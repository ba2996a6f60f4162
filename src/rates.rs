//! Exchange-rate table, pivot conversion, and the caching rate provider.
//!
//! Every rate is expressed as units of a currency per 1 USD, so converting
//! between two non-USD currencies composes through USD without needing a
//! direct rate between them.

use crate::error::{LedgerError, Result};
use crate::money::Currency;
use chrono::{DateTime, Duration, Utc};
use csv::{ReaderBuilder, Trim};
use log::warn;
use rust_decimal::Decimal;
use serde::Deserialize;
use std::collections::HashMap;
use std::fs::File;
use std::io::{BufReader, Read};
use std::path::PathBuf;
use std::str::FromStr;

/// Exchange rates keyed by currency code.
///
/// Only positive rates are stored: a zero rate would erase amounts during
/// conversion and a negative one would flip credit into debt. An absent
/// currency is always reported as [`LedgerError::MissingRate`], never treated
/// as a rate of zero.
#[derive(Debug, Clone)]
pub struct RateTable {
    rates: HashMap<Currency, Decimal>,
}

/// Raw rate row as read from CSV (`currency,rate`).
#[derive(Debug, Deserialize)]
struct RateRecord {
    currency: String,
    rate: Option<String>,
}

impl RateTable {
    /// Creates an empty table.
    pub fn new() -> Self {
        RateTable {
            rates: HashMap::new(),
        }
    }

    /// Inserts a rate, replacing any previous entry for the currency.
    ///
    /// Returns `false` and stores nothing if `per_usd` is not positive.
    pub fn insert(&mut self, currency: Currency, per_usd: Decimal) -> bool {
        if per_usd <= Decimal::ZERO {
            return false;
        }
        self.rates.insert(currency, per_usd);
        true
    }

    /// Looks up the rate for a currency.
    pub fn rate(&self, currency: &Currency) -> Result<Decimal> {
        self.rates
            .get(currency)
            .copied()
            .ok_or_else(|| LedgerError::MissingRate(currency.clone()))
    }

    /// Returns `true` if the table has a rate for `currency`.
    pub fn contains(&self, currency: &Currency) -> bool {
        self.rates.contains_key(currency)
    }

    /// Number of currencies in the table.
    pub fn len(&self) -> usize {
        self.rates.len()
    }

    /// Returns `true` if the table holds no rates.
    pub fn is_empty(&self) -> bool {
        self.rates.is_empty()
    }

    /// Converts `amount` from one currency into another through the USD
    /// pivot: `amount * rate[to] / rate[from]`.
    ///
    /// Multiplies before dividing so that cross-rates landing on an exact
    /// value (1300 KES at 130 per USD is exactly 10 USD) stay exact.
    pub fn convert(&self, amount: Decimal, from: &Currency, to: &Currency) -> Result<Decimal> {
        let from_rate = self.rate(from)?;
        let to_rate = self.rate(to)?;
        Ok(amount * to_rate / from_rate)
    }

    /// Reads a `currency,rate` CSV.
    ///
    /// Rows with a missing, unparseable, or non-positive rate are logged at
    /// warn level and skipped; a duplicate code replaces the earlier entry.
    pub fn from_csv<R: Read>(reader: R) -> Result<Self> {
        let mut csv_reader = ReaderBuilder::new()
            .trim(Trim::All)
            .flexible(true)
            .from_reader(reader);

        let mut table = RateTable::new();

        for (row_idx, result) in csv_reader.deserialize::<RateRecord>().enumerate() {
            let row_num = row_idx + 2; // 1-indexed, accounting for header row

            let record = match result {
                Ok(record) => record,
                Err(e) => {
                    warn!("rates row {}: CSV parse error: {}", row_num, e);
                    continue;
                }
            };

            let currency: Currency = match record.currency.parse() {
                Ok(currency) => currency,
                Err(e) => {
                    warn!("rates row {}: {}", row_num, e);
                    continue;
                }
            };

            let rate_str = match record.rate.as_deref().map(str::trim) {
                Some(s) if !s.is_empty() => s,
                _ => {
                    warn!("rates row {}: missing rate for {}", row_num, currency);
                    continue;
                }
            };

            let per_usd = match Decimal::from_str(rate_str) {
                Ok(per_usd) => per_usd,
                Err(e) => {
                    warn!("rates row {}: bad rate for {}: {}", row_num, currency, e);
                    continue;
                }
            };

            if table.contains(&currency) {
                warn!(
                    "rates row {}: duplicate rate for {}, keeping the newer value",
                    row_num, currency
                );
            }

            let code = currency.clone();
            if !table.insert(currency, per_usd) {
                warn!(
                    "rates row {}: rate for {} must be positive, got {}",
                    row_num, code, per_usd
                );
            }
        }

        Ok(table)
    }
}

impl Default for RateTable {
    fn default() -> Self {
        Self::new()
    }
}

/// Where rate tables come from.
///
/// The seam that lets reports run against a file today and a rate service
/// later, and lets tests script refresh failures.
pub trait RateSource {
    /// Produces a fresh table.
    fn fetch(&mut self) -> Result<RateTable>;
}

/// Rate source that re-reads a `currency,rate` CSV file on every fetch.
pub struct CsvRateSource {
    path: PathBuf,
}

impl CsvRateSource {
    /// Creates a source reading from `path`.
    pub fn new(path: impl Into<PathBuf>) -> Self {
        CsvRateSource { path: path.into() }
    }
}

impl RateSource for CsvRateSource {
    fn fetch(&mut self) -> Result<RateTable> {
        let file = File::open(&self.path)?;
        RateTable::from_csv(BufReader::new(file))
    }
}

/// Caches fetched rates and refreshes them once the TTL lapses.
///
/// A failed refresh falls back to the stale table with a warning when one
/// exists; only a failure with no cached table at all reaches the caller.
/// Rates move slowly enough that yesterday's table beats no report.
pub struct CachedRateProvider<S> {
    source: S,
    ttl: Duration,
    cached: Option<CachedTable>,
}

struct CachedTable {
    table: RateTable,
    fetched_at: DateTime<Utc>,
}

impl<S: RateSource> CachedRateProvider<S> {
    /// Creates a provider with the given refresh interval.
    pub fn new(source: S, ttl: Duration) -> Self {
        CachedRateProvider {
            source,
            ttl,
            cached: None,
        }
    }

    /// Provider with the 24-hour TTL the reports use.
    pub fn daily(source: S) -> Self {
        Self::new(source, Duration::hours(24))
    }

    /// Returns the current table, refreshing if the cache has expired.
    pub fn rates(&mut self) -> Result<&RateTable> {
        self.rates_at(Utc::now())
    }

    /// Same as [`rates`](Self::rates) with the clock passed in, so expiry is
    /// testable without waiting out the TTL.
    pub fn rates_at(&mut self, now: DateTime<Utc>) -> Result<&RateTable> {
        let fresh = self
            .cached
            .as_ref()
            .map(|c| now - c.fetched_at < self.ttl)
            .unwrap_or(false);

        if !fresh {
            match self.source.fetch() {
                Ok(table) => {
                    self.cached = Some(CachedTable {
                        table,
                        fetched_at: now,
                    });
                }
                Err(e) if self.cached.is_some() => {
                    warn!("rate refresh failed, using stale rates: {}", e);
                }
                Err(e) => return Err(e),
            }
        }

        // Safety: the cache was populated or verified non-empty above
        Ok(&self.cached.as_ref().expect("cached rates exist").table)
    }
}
-----
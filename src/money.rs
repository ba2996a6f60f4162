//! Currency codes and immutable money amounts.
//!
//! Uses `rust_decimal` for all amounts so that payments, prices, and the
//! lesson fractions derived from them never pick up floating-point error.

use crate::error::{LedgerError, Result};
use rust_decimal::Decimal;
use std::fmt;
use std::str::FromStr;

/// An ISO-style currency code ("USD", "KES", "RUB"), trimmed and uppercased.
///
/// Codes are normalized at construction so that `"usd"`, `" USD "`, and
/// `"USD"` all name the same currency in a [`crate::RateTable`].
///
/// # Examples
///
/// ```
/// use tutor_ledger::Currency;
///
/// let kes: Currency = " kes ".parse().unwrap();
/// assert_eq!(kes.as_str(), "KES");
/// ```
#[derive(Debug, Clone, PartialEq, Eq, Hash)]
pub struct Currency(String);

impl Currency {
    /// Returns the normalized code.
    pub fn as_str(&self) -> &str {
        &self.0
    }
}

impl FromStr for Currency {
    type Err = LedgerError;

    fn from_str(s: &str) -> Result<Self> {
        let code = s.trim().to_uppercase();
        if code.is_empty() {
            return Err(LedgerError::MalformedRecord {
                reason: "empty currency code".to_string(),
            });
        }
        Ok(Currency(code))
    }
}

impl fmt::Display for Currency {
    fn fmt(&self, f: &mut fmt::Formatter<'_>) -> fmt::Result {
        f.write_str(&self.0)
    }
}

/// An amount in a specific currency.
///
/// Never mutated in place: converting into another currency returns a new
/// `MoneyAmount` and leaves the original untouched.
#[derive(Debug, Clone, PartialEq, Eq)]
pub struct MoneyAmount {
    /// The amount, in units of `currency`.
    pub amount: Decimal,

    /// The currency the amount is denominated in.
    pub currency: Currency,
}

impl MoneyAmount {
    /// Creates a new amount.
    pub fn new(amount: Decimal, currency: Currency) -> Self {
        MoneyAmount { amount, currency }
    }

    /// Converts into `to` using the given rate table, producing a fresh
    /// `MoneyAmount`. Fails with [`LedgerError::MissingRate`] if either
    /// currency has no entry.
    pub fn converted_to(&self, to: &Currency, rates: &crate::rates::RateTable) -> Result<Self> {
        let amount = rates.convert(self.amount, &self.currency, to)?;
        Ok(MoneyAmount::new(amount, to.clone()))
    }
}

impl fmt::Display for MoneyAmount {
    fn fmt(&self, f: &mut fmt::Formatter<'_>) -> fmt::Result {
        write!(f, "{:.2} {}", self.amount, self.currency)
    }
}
-----
WHAT IS BEING ASKED - In the listing above, find the line with "up floating-point error." and the line with "type Err = LedgerError;", then print exactly those two lines and every line between them, and nothing more.

RESULT FOR THIS EXERCISE -
//! lesson fractions derived from them never pick up floating-point error.

use crate::error::{LedgerError, Result};
use rust_decimal::Decimal;
use std::fmt;
use std::str::FromStr;

/// An ISO-style currency code ("USD", "KES", "RUB"), trimmed and uppercased.
///
/// Codes are normalized at construction so that `"usd"`, `" USD "`, and
/// `"USD"` all name the same currency in a [`crate::RateTable`].
///
/// # Examples
///
/// ```
/// use tutor_ledger::Currency;
///
/// let kes: Currency = " kes ".parse().unwrap();
/// assert_eq!(kes.as_str(), "KES");
/// ```
#[derive(Debug, Clone, PartialEq, Eq, Hash)]
pub struct Currency(String);

impl Currency {
    /// Returns the normalized code.
    pub fn as_str(&self) -> &str {
        &self.0
    }
}

impl FromStr for Currency {
    type Err = LedgerError;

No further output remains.